Les services d’urgence et les équipes de secours du Népal et de la Chine voisine mènent actuellement des opérations de sauvetage et de récupération. Les responsables rapportent que plus de 4 000 personnes sont toujours portées disparues, aggravant la crise alors que les secouristes peinent à accéder à des terrains isolés. Parmi les disparus figurent des centaines de travailleurs employés sur des sites de centrales hydroélectriques disséminés dans ce paysage montagneux difficile.
Étendue de la catastrophe et indicateurs d’impact
- Décès confirmés : Plus de 900 personnes tuées dans les crues soudaines catastrophiques.
- Personnes disparues : Plus de 4 000 individus toujours portés disparus.
- Démographie touchée : Comprend des centaines de travailleurs de centrales hydroélectriques portés disparus.
- Zone géographique : Région himalayenne isolée le long de la frontière entre le Népal et le Tibet.
- Opérations : Efforts de recherche conjoints des autorités du Népal et de la Chine voisine.

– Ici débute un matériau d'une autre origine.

#[cfg(test)]
mod tests {
    use crate::model::{parse, BlockKind, Node, SectionKind, StatementKind};
    use crate::token::TokenType;

    #[test]
    fn parses_sections_and_items() {
        let file = parse(
            "*** Settings ***\nLibrary    Collections\n\n*** Test Cases ***\nFirst\n    Log    hi\nSecond\n    No Operation\n\n*** Keywords ***\nHelper\n    [Arguments]    ${a}\n    Log    ${a}\n",
        );
        assert_eq!(file.sections.len(), 3);
        let names: Vec<_> = file.test_cases().filter_map(|b| b.name()).collect();
        assert_eq!(names, vec!["First", "Second"]);
        let kw = file.keywords().next().unwrap();
        assert_eq!(kw.name(), Some("Helper"));
        let args = kw.find_setting(StatementKind::Arguments).unwrap();
        assert_eq!(args.values(TokenType::Argument), vec!["${a}"]);
    }

    #[test]
    fn library_import_with_alias() {
        let file = parse("*** Settings ***\nLibrary    Remote    http://x    AS    R1\nLibrary    Other    WITH NAME    O\n");
        let imports: Vec<_> = file.settings().collect();
        assert_eq!(imports[0].kind, StatementKind::LibraryImport);
        assert_eq!(imports[0].get_value(TokenType::Name), Some("Remote"));
        assert_eq!(imports[0].values(TokenType::Argument), vec!["http://x"]);
        assert_eq!(imports[0].alias_token().map(|t| t.value.as_str()), Some("R1"));
        assert_eq!(imports[1].alias_token().map(|t| t.value.as_str()), Some("O"));
    }

    #[test]
    fn unknown_setting_and_header_are_errors() {
        let file = parse("*** Setings ***\nFoo\n*** Settings ***\nLibary    X\n");
        let header = file.sections[0].header.as_ref().unwrap();
        assert!(!header.errors.is_empty());
        let bad = file.settings().next().unwrap();
        assert_eq!(bad.kind, StatementKind::Error);
        assert_eq!(bad.errors[0], "Non-existing setting 'Libary'.");
    }

    #[test]
    fn continuation_lines_join_into_one_statement() {
        let file = parse("*** Test Cases ***\nT\n    Log Many    a\n    ...    b    c\n");
        let test = file.test_cases().next().unwrap();
        let call = test.statements().find(|s| s.kind == StatementKind::KeywordCall).unwrap();
        assert_eq!(call.values(TokenType::Argument), vec!["a", "b", "c"]);
        assert_eq!(call.end_lineno(), 4);
    }

    #[test]
    fn assignments_precede_keyword() {
        let file = parse("*** Test Cases ***\nT\n    ${a}    ${b}=    Get Two\n");
        let test = file.test_cases().next().unwrap();
        let call = test.statements().find(|s| s.kind == StatementKind::KeywordCall).unwrap();
        assert_eq!(call.values(TokenType::Assign), vec!["${a}", "${b}="]);
        assert_eq!(call.get_value(TokenType::Keyword), Some("Get Two"));
    }

    #[test]
    fn nested_control_structures() {
        let text = "*** Test Cases ***\nT\n    FOR    ${i}    IN RANGE    3\n        IF    ${i} == 1\n            Log    one\n        ELSE IF    ${i} == 2\n            Log    two\n        ELSE\n            Log    other\n        END\n    END\n    TRY\n        Fail    x\n    EXCEPT    x    AS    ${err}\n        Log    ${err}\n    FINALLY\n        Log    done\n    END\n";
        let file = parse(text);
        let test = file.test_cases().next().unwrap();
        let blocks: Vec<_> = test.blocks().collect();
        assert_eq!(blocks.len(), 2);
        let for_block = blocks[0];
        assert_eq!(for_block.kind, BlockKind::For);
        assert!(for_block.end.is_some());
        let header = for_block.header.as_ref().unwrap();
        assert_eq!(header.values(TokenType::Variable), vec!["${i}"]);
        assert_eq!(header.get_value(TokenType::ForSeparator), Some("IN RANGE"));

        let if_block = for_block.blocks().next().unwrap();
        assert_eq!(if_block.kind, BlockKind::If);
        assert_eq!(if_block.branches.len(), 2);
        assert!(if_block.end.is_some());

        let try_block = blocks[1];
        assert_eq!(try_block.kind, BlockKind::Try);
        assert_eq!(try_block.branches.len(), 2);
        let except = try_block.branches[0].header.as_ref().unwrap();
        assert_eq!(except.get_value(TokenType::Variable), Some("${err}"));
    }

    #[test]
    fn unclosed_block_reports_error() {
        let file = parse("*** Keywords ***\nK\n    FOR    ${x}    IN    a    b\n        Log    ${x}\n");
        let kw = file.keywords().next().unwrap();
        let for_block = kw.blocks().next().unwrap();
        assert_eq!(for_block.errors, vec!["FOR loop must have closing END.".to_string()]);
    }

    #[test]
    fn stray_end_is_error() {
        let file = parse("*** Keywords ***\nK\n    END\n");
        let kw = file.keywords().next().unwrap();
        let stmt = kw.statements().next().unwrap();
        assert_eq!(stmt.kind, StatementKind::Error);
    }

    #[test]
    fn inline_if_with_assignment() {
        let file = parse("*** Test Cases ***\nT\n    ${x}    IF    $cond    Set Variable    a    ELSE    Set Variable    b\n");
        let test = file.test_cases().next().unwrap();
        let block = test.blocks().next().unwrap();
        let header = block.header.as_ref().unwrap();
        assert_eq!(header.kind, StatementKind::InlineIfHeader);
        assert_eq!(header.values(TokenType::Assign), vec!["${x}"]);
        assert_eq!(block.branches.len(), 1);
        assert!(block.end.is_none());
        match &block.body[0] {
            Node::Statement(s) => assert_eq!(s.get_value(TokenType::Keyword), Some("Set Variable")),
            Node::Block(_) => panic!("expected a keyword call"),
        }
    }

    #[test]
    fn var_statement_options() {
        let file = parse("*** Test Cases ***\nT\n    VAR    ${name}    value    scope=SUITE\n");
        let test = file.test_cases().next().unwrap();
        let var = test.statements().find(|s| s.kind == StatementKind::Var).unwrap();
        assert_eq!(var.get_value(TokenType::Variable), Some("${name}"));
        assert_eq!(var.values(TokenType::Option), vec!["scope=SUITE"]);
        assert_eq!(var.values(TokenType::Argument), vec!["value"]);
    }

    #[test]
    fn template_turns_calls_into_rows() {
        let file = parse("*** Settings ***\nTest Template    Check\n*** Test Cases ***\nT\n    a    b\nU\n    [Template]    NONE\n    Log    x\n");
        let mut tests = file.test_cases();
        let t = tests.next().unwrap();
        let row = t.statements().next().unwrap();
        assert_eq!(row.kind, StatementKind::TemplateArguments);
        assert_eq!(row.values(TokenType::Argument), vec!["a", "b"]);
        let u = tests.next().unwrap();
        assert!(u.statements().any(|s| s.kind == StatementKind::KeywordCall));
    }

    #[test]
    fn misplaced_item_settings() {
        let file = parse("*** Test Cases ***\nT\n    [Arguments]    ${a}\n*** Keywords ***\nK\n    [Template]    X\n    [Return]    1\n");
        let t = file.test_cases().next().unwrap();
        assert!(!t.statements().next().unwrap().errors.is_empty());
        let k = file.keywords().next().unwrap();
        let mut statements = k.statements();
        assert!(!statements.next().unwrap().errors.is_empty());
        assert!(statements.next().unwrap().errors.is_empty());
    }

    #[test]
    fn only_comment_section() {
        let file = parse("*** Comments ***\nanything    goes here\n");
        assert!(file.has_section(SectionKind::Comments));
        assert_eq!(file.test_cases().count(), 0);
    }

    #[test]
    fn empty_document() {
        let file = parse("");
        assert!(file.sections.is_empty());
    }

    #[test]
    fn variables_section() {
        let file = parse("*** Variables ***\n${A}    1\n@{L} =    a    b\nbad    1\n");
        let vars: Vec<_> = file.variable_statements().collect();
        assert_eq!(vars.len(), 2);
        assert_eq!(vars[1].get_value(TokenType::Variable), Some("@{L}"));
        let section = file.sections_of(SectionKind::Variables).next().unwrap();
        assert!(section.statements().any(|s| s.kind == StatementKind::Error));
    }
}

Cette tragédie met en lumière l’immense vulnérabilité des infrastructures critiques, en particulier les installations d’énergie renouvelable isolées, situées dans des écosystèmes fragiles de haute altitude. Alors que les efforts de secours se poursuivent, l’attention reste focalisée sur la recherche de survivants au milieu d’une dévastation environnementale généralisée et de conditions opérationnelles difficiles.